REPORT2 特別インタビュー 「早い・確実」は当たり前 求めているのは「サービスの質」
依頼の電話から「翌日以内に修理完了」。この容易でない目標を実現するための仕組みづくり。
「翌日完了」が可能な仕組みづくり
中川 潤子

修理依頼を受けてから「翌日完了」を実現するカギとなっていたのは、意外にもお客様相談センターの相談員だった。一般的には電話を受けるだけの存在であるオペレーターが、なぜ修理のスピードと関わっているのか。
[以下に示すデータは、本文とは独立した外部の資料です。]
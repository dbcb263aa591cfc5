//! Randomized concurrency harness for the corral resource pool.
//!
//! Spins up worker threads that hammer one shared pool with a weighted mix
//! of the public operations (open, add, timed acquire, release, graceful
//! removal and close with forced fallbacks), then drains everything and
//! reports per-operation tallies.

use anyhow::Result;
use clap::Parser;
use corral_pool::{AcquireError, CancelToken, ReleaseError, ResourcePool, Token};
use crossbeam_channel::{bounded, unbounded};
use log::{debug, info, warn};
use rand::rngs::StdRng;
use rand::{Rng, SeedableRng};
use std::sync::atomic::{AtomicBool, Ordering};
use std::sync::Arc;
use std::thread;
use std::time::Duration;

/// How long a worker waits for a resource before shrugging.
const ACQUIRE_WAIT: Duration = Duration::from_secs(1);

/// How long a graceful removal may stall before it is forced.
const REMOVE_GRACE: Duration = Duration::from_secs(5);

/// How long a mid-run graceful close may stall before it is forced.
const CLOSE_GRACE: Duration = Duration::from_secs(5);

/// How long the final drain may take before the pool is force closed.
const SHUTDOWN_GRACE: Duration = Duration::from_secs(10);

/// Stress the resource pool with randomized concurrent callers.
#[derive(Parser, Debug)]
#[clap(author, version, about)]
struct Args {
    /// Number of worker threads
    #[clap(long, default_value_t = 8)]
    workers: usize,

    /// Number of resources seeded into the pool
    #[clap(long, default_value_t = 5)]
    resources: usize,

    /// How long to run, in seconds
    #[clap(long, default_value_t = 30)]
    duration_secs: u64,

    /// Upper bound for each worker's per-iteration sleep, in milliseconds
    #[clap(long, default_value_t = 100)]
    max_sleep_ms: u64,

    /// Seed for the per-worker RNGs; random when omitted
    #[clap(long)]
    seed: Option<u64>,
}

/// Per-worker operation tallies, merged by the main thread at the end.
#[derive(Debug, Default, Clone)]
struct Tally {
    acquires: usize,
    releases: usize,
    timeouts: usize,
    adds: usize,
    removals: usize,
    forced_removals: usize,
    opens: usize,
    closes: usize,
    forced_closes: usize,
}

impl Tally {
    fn absorb(&mut self, other: &Tally) {
        self.acquires += other.acquires;
        self.releases += other.releases;
        self.timeouts += other.timeouts;
        self.adds += other.adds;
        self.removals += other.removals;
        self.forced_removals += other.forced_removals;
        self.opens += other.opens;
        self.closes += other.closes;
        self.forced_closes += other.forced_closes;
    }
}

fn main() -> Result<()> {
    tracing_subscriber::fmt()
        .with_env_filter(
            tracing_subscriber::EnvFilter::try_from_default_env()
                .unwrap_or_else(|_| tracing_subscriber::EnvFilter::new("info")),
        )
        .init();

    let args = Args::parse();
    let seed = args.seed.unwrap_or_else(rand::random);
    info!(
        "stress run: {} workers, {} resources, {}s, seed {}",
        args.workers, args.resources, args.duration_secs, seed
    );

    let pool = ResourcePool::with_name("stress-pool");
    for _ in 0..args.resources {
        pool.add(Token::new())?;
    }
    pool.open();

    let stop = Arc::new(AtomicBool::new(false));
    let (tally_tx, tally_rx) = unbounded();
    let max_sleep_ms = args.max_sleep_ms;

    let mut handles = Vec::with_capacity(args.workers);
    for index in 0..args.workers {
        let pool = pool.clone();
        let stop = Arc::clone(&stop);
        let tally_tx = tally_tx.clone();
        let rng = StdRng::seed_from_u64(seed.wrapping_add(index as u64));

        let handle = thread::Builder::new()
            .name(format!("stress-worker-{}", index))
            .spawn(move || {
                let tally = worker(index, pool, stop, rng, max_sleep_ms);
                let _ = tally_tx.send(tally);
            })?;
        handles.push(handle);
    }
    drop(tally_tx);

    thread::sleep(Duration::from_secs(args.duration_secs));
    info!("run time elapsed, stopping workers");
    stop.store(true, Ordering::SeqCst);

    for handle in handles {
        if handle.join().is_err() {
            warn!("a worker thread panicked");
        }
    }

    let mut total = Tally::default();
    for tally in tally_rx.iter() {
        total.absorb(&tally);
    }

    shutdown(&pool);
    report(&pool, &total);
    Ok(())
}

/// One worker's randomized life against the shared pool. Rare lifecycle
/// events sit in narrow probability bands so the common churn dominates.
fn worker(
    index: usize,
    pool: ResourcePool<Token>,
    stop: Arc<AtomicBool>,
    mut rng: StdRng,
    max_sleep_ms: u64,
) -> Tally {
    let mut tally = Tally::default();
    let mut added: Vec<u64> = Vec::new();
    let mut held: Vec<Token> = Vec::new();

    while !stop.load(Ordering::Relaxed) {
        thread::sleep(Duration::from_millis(rng.random_range(0..=max_sleep_ms)));
        let roll: f64 = rng.random();

        if roll >= 0.995 {
            if !pool.is_open() {
                info!("worker {}: opening the pool", index);
                pool.open();
                tally.opens += 1;
            }
        } else if roll >= 0.990 {
            let token = Token::new();
            let key = token.id();
            if pool.add(token).is_ok() {
                debug!("worker {}: added resource {}", index, key);
                added.push(key);
                tally.adds += 1;
            }
        } else if (0.80..0.90).contains(&roll) {
            match pool.acquire_timeout(ACQUIRE_WAIT) {
                Ok(token) => {
                    debug!("worker {}: acquired {}", index, token);
                    held.push(token);
                    tally.acquires += 1;
                }
                Err(AcquireError::Timeout) => tally.timeouts += 1,
                Err(AcquireError::NotOpen) => {}
                Err(AcquireError::Cancelled | AcquireError::Exhausted) => {}
            }
        } else if (0.70..0.80).contains(&roll) {
            release_one(index, &pool, &mut held, &mut rng, &mut tally);
        } else if (0.001..0.002).contains(&roll) {
            remove_one(index, &pool, &mut added, &held, &mut tally);
        } else if roll < 0.001 && pool.is_open() {
            close_with_fallback(index, &pool, &mut tally);
        }
    }

    // Hand everything back before reporting in.
    for token in held.drain(..) {
        if pool.release(token).is_ok() {
            tally.releases += 1;
        }
    }

    tally
}

/// Release one randomly chosen held resource.
fn release_one(
    index: usize,
    pool: &ResourcePool<Token>,
    held: &mut Vec<Token>,
    rng: &mut StdRng,
    tally: &mut Tally,
) {
    if held.is_empty() {
        return;
    }

    let victim = rng.random_range(0..held.len());
    let token = held.swap_remove(victim);
    match pool.release(token) {
        Ok(()) => tally.releases += 1,
        Err(ReleaseError::Unknown(token)) => {
            debug!("worker {}: {} was stolen while held", index, token);
        }
        Err(ReleaseError::AlreadyIdle(token)) => {
            warn!("worker {}: unexpected double release of {}", index, token);
        }
    }
}

/// Gracefully remove one of this worker's own additions, falling back to a
/// forced removal when the wait stalls.
fn remove_one(
    index: usize,
    pool: &ResourcePool<Token>,
    added: &mut Vec<u64>,
    held: &[Token],
    tally: &mut Tally,
) {
    let Some(&key) = added
        .iter()
        .find(|key| !held.iter().any(|token| token.id() == **key))
    else {
        return;
    };

    info!("worker {}: removing resource {}", index, key);
    let (done_tx, done_rx) = bounded(1);
    let removal_pool = pool.clone();
    thread::spawn(move || {
        let _ = done_tx.send(removal_pool.remove(&key).is_ok());
    });

    match done_rx.recv_timeout(REMOVE_GRACE) {
        Ok(true) => tally.removals += 1,
        Ok(false) => debug!("worker {}: resource {} was already gone", index, key),
        Err(_) => {
            warn!("worker {}: removal of {} stalled, forcing", index, key);
            if pool.remove_now(&key).was_known() {
                tally.forced_removals += 1;
            }
        }
    }
    added.retain(|k| *k != key);
}

/// Close the pool gracefully, forcing the issue if the drain stalls; the
/// pool may be waiting on resources this very worker holds.
fn close_with_fallback(index: usize, pool: &ResourcePool<Token>, tally: &mut Tally) {
    info!("worker {}: closing the pool", index);
    let (done_tx, done_rx) = bounded(1);
    let closing_pool = pool.clone();
    thread::spawn(move || {
        let _ = done_tx.send(closing_pool.close().is_ok());
    });

    match done_rx.recv_timeout(CLOSE_GRACE) {
        Ok(_) => {
            info!("worker {}: pool closed", index);
            tally.closes += 1;
        }
        Err(_) => {
            if pool.is_open() {
                warn!("worker {}: graceful close stalled, forcing", index);
                pool.close_now();
                tally.forced_closes += 1;
            }
        }
    }
}

/// Final drain: graceful close under a deadline, then force.
fn shutdown(pool: &ResourcePool<Token>) {
    if !pool.is_open() {
        info!("pool already closed at shutdown");
        return;
    }

    let cancel = CancelToken::new();
    let timer = {
        let cancel = cancel.clone();
        thread::spawn(move || {
            thread::sleep(SHUTDOWN_GRACE);
            cancel.cancel();
        })
    };

    match pool.close_cancellable(&cancel) {
        Ok(()) => info!("pool drained and closed"),
        Err(_) => {
            warn!("graceful close timed out, forcing");
            pool.close_now();
        }
    }
    drop(timer); // the timer thread winds down on its own
}

/// Log the aggregated run summary and a final consistency check.
fn report(pool: &ResourcePool<Token>, total: &Tally) {
    let counts = pool.counts();
    let stats = pool.stats();

    info!(
        "workers: {} acquires ({} timeouts), {} releases, {} adds, {} removals ({} forced), \
         {} opens, {} closes ({} forced)",
        total.acquires,
        total.timeouts,
        total.releases,
        total.adds,
        total.removals,
        total.forced_removals,
        total.opens,
        total.closes,
        total.forced_closes
    );
    info!(
        "pool: {} registered, {} idle, {} in use; engine counters {:?}",
        counts.registered, counts.idle, counts.in_use, stats
    );

    if counts.idle + counts.in_use != counts.registered {
        warn!("pool books are inconsistent: {:?}", counts);
    }
}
その理由を、お客様相談センターやサービスマンの管理・運営を統括する、CS・環境推進本部の中川潤子副本部長に聞いた。

「大切なのは、修理依頼のお電話をいただいた時点で的確に故障箇所を聞き出し、故障内容を正確に把握することです。そうすれば必要な部品の発注などの準備をした上でお宅に伺うことができ、その場で修理できる精度が高くなります。しかし、家電製品のどこがどのように問題なのか、お客様から正しく説明していただくのは難しいことです。そこで、たとえばシニアのお客様や細かな説明が苦手なお客様からのお電話に対しては、少し年配でゆったりお話を聞くことができる専任の相談員をご用意しました。それだけでもお客様がリラックスしてお話できるようになり、状況把握もしやすくなりました」(中川副本部長)

サービスマンが自宅に修理に来ても、故障の原因を調べるだけで、後日部品を取り寄せてから再修理になることがある。しかも、部品の取り寄せに何日もかかれば、ますます修理に時間がかかってしまう。その点、相談員が電話を受けた時点で故障箇所を正確に把握できれば、修理依頼を受けたサービスマンは必要な部品をすぐに発注できる。翌朝には、各サービス拠点に必要な部品が全て届く仕組みになっているため、お客様の家に行ったらその場で修理が完了するのだ。

  • CS・環境推進本部 副本部長 中川 潤子
    CS・環境推進本部 副本部長
    中川 潤子
研修風景研修風景

「早さ」を含めCS(顧客満足)につながる「サービスの質」を模索するなか、たどり着いたのが「人」だった。修理を行うためには技術力を磨くことも重要だが、お客様と直接接する「対応力」が不可欠だと考え、マインド研修などを導入して対応力向上を目指した。

サービスマンの中でも特に技術力・応対力に優れたスタッフを認定する「CSマイスター」制度もその一つ。「CSマイスター」は、全国約100のサービス拠点のうちトップレベルのサービスマンだけが認定される特別な存在で、現在でも60人程度しかいない。シャープのサービス・サポートを象徴する存在だ。

「CSマイスターの認定を受けるには、上司の推薦を受けてマイスター講習を受けなければなりません。この講習では技術面についてはもちろん、法律や礼儀作法、茶道などの研修も受けますから、言葉づかいや所作などがホテルマンのようだと言われます。彼らの対応については、お客様から”満足した”というアンケートハガキをいただくことが多いです」(中川副本部長)

こうしたサポート・サービスはシャープが行っていることのごく一部で、CS・環境推進本部としても現状に満足しているわけではない。もっと上のサービス・サポートを目指し、日々バージョンアップさせている。

「お客様の声を聞く最前線にいる私たちは、修理やサポートだけをして終わりではありません。お客様からの声をもとに商品の質を高めるなど、お客様と一緒に製品作りができるような存在でありたい。CS・環境推進本部にはVOCS(Voice of Customer and Service)の担当部署があり、実際にお客様の声を反映させたもの作りも行われています」(中川副本部長)

※掲載記事の内容は、取材時点での情報です。ただし、人物の所属および肩書きについては2012年9月現在の情報です。組織変更や異動等により変更となる場合があります。